Doris Meissner, former commissioner of the Immigration and Naturalization Service, said it would be a legal and political stretch for Biden to simply pardon people who entered the United States unlawfully – a “very out-of-the-blue proposition,” as she put it.

“I’m just having a hard time figuring out how the pardon power … could be justified for that,” said Meissner, now a senior fellow at the Migration Policy Institute.
Some say it's not the time to talk pardons

Ira Mehlman, media director with the Federation for Immigration Reform, which advocates for strict immigration enforcement and controls, said mass clemency would constitute a “huge overreach” by the president.

In a podcast four years ago, he noted, Cecilia Muñoz, then director of the Obama White House’s Domestic Policy Council, declared that pardons "wouldn’t protect a single soul from deportation.”

Some immigrant rights advocates also resist talk of amnesty, at least for now, for fear it would undermine the push for legislation.

Kristian Ramos of Autonomy Strategies, a communications firm specializing in Latino issues, said Biden’s executive order protecting DACA recipients and immigrants in temporary protected status has, for now, solved the most pressing problem.

“They’re protected,” Ramos said. “He has essentially provided the … reprieve that he could. There’s no real need to pardon them.”

Juliana Macedo do Nascimento, a DACA recipient from Brazil and policy manager with United We Dream, declined to address the amnesty question in a written statement.

Instead, she stressed that Biden and Democrats “have a mandate from the people” to transform America's immigration system. “President Biden must use every tool at his disposal to provide relief for as many people as possible," she said.

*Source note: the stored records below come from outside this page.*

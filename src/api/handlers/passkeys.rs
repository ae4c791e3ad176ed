//! Passkey ceremony endpoints.
//!
//! Registration requires an authenticated principal (the user signed in with
//! a one-time code or an existing passkey first). Login is public and keyed
//! by email. Raw authenticator payloads are never logged.

use crate::api::AppPasskeyService;
use crate::api::handlers::auth::{
    AuthConfig,
    principal::Principal,
    session::session_cookie,
    storage::{PgSessionStore, SessionStore},
};
use crate::store::{User, UserStore};
use crate::webauthn::{
    AssertionResponse, AttestationResponse, AuthenticationOptions, RegistrationOptions,
    WebauthnError,
};
use axum::{
    Json,
    extract::Extension,
    http::{HeaderMap, StatusCode, header::SET_COOKIE},
    response::IntoResponse,
};
use serde::Deserialize;
use sqlx::PgPool;
use std::sync::Arc;
use tracing::{error, info, warn};
use utoipa::ToSchema;

#[derive(Debug, Deserialize, ToSchema)]
pub struct PasskeyLoginStartRequest {
    pub email: String,
}

#[derive(Debug, Deserialize, ToSchema)]
#[serde(rename_all = "camelCase")]
pub struct PasskeyLoginFinishRequest {
    pub email: String,
    pub assertion: AssertionResponse,
}

#[utoipa::path(
    post,
    path = "/v1/auth/passkeys/register/start",
    responses(
        (status = 200, description = "Registration challenge issued", body = RegistrationOptions),
        (status = 401, description = "Not signed in")
    ),
    tag = "passkeys"
)]
/// Issue a passkey registration challenge for the signed-in user.
pub async fn register_start(
    headers: HeaderMap,
    pool: Extension<PgPool>,
    service: Extension<Arc<AppPasskeyService>>,
) -> impl IntoResponse {
    let user = match require_user(&headers, &pool).await {
        Ok(user) => user,
        Err(status) => return status.into_response(),
    };

    match service.register_begin(&user).await {
        Ok(options) => (StatusCode::OK, Json(options)).into_response(),
        Err(err) => {
            let (status, message) = webauthn_error_response(&err);
            warn!(user_id = %user.id, "passkey registration start failed: {err}");
            (status, message).into_response()
        }
    }
}

#[utoipa::path(
    post,
    path = "/v1/auth/passkeys/register/finish",
    request_body = AttestationResponse,
    responses(
        (status = 204, description = "Passkey registered"),
        (status = 400, description = "Invalid attestation"),
        (status = 401, description = "Not signed in")
    ),
    tag = "passkeys"
)]
/// Verify the attestation and persist the new credential.
pub async fn register_finish(
    headers: HeaderMap,
    pool: Extension<PgPool>,
    service: Extension<Arc<AppPasskeyService>>,
    payload: Option<Json<AttestationResponse>>,
) -> impl IntoResponse {
    let user = match require_user(&headers, &pool).await {
        Ok(user) => user,
        Err(status) => return status.into_response(),
    };
    let Some(Json(response)) = payload else {
        return (StatusCode::BAD_REQUEST, "Missing payload".to_string()).into_response();
    };

    match service.register_finish(&user, &response).await {
        Ok(credential) => {
            info!(
                user_id = %user.id,
                credential_len = credential.credential_id.len(),
                "passkey registered"
            );
            StatusCode::NO_CONTENT.into_response()
        }
        Err(err) => {
            let (status, message) = webauthn_error_response(&err);
            warn!(user_id = %user.id, "passkey registration failed: {err}");
            (status, message).into_response()
        }
    }
}

#[utoipa::path(
    post,
    path = "/v1/auth/passkeys/login/start",
    request_body = PasskeyLoginStartRequest,
    responses(
        (status = 200, description = "Authentication challenge issued", body = AuthenticationOptions),
        (status = 400, description = "Invalid request"),
        (status = 401, description = "Invalid credentials")
    ),
    tag = "passkeys"
)]
/// Issue a passkey authentication challenge for an email.
pub async fn login_start(
    service: Extension<Arc<AppPasskeyService>>,
    payload: Option<Json<PasskeyLoginStartRequest>>,
) -> impl IntoResponse {
    let Some(Json(request)) = payload else {
        return (StatusCode::BAD_REQUEST, "Missing payload".to_string()).into_response();
    };
    let email = request.email.trim().to_lowercase();
    if email.is_empty() {
        return (StatusCode::BAD_REQUEST, "Invalid email".to_string()).into_response();
    }

    match service.auth_begin(&email).await {
        Ok(options) => (StatusCode::OK, Json(options)).into_response(),
        Err(err) => {
            let (status, message) = webauthn_error_response(&err);
            warn!("passkey login start failed: {err}");
            (status, message).into_response()
        }
    }
}

#[utoipa::path(
    post,
    path = "/v1/auth/passkeys/login/finish",
    request_body = PasskeyLoginFinishRequest,
    responses(
        (status = 204, description = "Login verified, session cookie set"),
        (status = 400, description = "Invalid assertion"),
        (status = 401, description = "Invalid credentials")
    ),
    tag = "passkeys"
)]
/// Verify the assertion and mint a session cookie.
pub async fn login_finish(
    pool: Extension<PgPool>,
    config: Extension<Arc<AuthConfig>>,
    service: Extension<Arc<AppPasskeyService>>,
    payload: Option<Json<PasskeyLoginFinishRequest>>,
) -> impl IntoResponse {
    let Some(Json(request)) = payload else {
        return (StatusCode::BAD_REQUEST, "Missing payload".to_string()).into_response();
    };
    let email = request.email.trim().to_lowercase();

    let user = match service.auth_finish(&email, &request.assertion).await {
        Ok(user) => user,
        Err(err) => {
            let (status, message) = webauthn_error_response(&err);
            warn!("passkey login failed: {err}");
            return (status, message).into_response();
        }
    };

    let sessions = PgSessionStore::new(pool.0.clone());
    let token = match sessions.insert(user.id, config.session_ttl_seconds()).await {
        Ok(token) => token,
        Err(err) => {
            error!(user_id = %user.id, "Failed to create session: {err}");
            return (StatusCode::INTERNAL_SERVER_ERROR, "Login failed".to_string())
                .into_response();
        }
    };

    let mut response_headers = HeaderMap::new();
    match session_cookie(&config, &token) {
        Ok(cookie) => {
            response_headers.insert(SET_COOKIE, cookie);
            info!(user_id = %user.id, "passkey login verified");
            (StatusCode::NO_CONTENT, response_headers).into_response()
        }
        Err(err) => {
            error!(user_id = %user.id, "Failed to set session cookie: {err}");
            (StatusCode::INTERNAL_SERVER_ERROR, "Login failed".to_string()).into_response()
        }
    }
}

/// Resolve the principal and load its full user record, or reject with 401.
async fn require_user(headers: &HeaderMap, pool: &PgPool) -> Result<User, StatusCode> {
    let principal = Principal::resolve(headers, pool).await?;
    let Principal::Authenticated { email, .. } = principal else {
        return Err(StatusCode::UNAUTHORIZED);
    };
    let users = crate::store::PgUserStore::new(pool.clone());
    match users.find_by_email(&email).await {
        Ok(Some(user)) => Ok(user),
        Ok(None) => Err(StatusCode::UNAUTHORIZED),
        Err(err) => {
            error!("Failed to load user for principal: {err}");
            Err(StatusCode::INTERNAL_SERVER_ERROR)
        }
    }
}

/// Map protocol errors to HTTP statuses. Identity and credential failures all
/// render as a generic 401 so the endpoint cannot be used to enumerate
/// accounts.
fn webauthn_error_response(err: &WebauthnError) -> (StatusCode, String) {
    match err {
        WebauthnError::UnknownIdentity
        | WebauthnError::UnknownCredential
        | WebauthnError::InvalidSignature
        | WebauthnError::ReplayDetected => {
            (StatusCode::UNAUTHORIZED, "Invalid credentials".to_string())
        }
        WebauthnError::ChallengeExpiredOrMissing => (
            StatusCode::BAD_REQUEST,
            "Challenge expired, restart the ceremony".to_string(),
        ),
        WebauthnError::MalformedAttestation
        | WebauthnError::MalformedPublicKey
        | WebauthnError::ChallengeMismatch => (
            StatusCode::BAD_REQUEST,
            "Invalid authenticator response".to_string(),
        ),
        WebauthnError::Storage(inner) => {
            error!("passkey storage failure: {inner}");
            (
                StatusCode::INTERNAL_SERVER_ERROR,
                "Request failed".to_string(),
            )
        }
    }
}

“We are tired and not satisfied by executive actions,” said Fernando Garcia, executive director with Border Network for Human Rights. “We need to actually change the law.”

Garcia expressed doubt that Biden would consider amnesty even if legislation fails. “I don’t think it’s realistic that any president is going to say, ‘We’re going to pardon 600,000 Dreamers or 1.2 million Dreamers,’” he said. “And I don’t believe Dreamers are guilty of any offense.”

Loweree, with the American Immigration Council, said America’s support for "Dreamers" is higher than ever, and the president has a “unique opportunity” to fulfill campaign promises beginning with announcements Tuesday.

Loweree said he doesn’t buy into claims that Biden has a debt to Hispanics who helped him get elected. “The issue here isn’t who owes anyone anything,” he said. Rather, it’s about fulfilling a promise made during the Obama administration: "'Dreamers' who came out of the shadows and signed up for DACA were told they’d be protected and allowed to work, not deported."

With that in mind, Loweree suggested talk of presidential amnesty cannot be dismissed entirely: “We expect President Biden will do everything in his power – and consider all options.”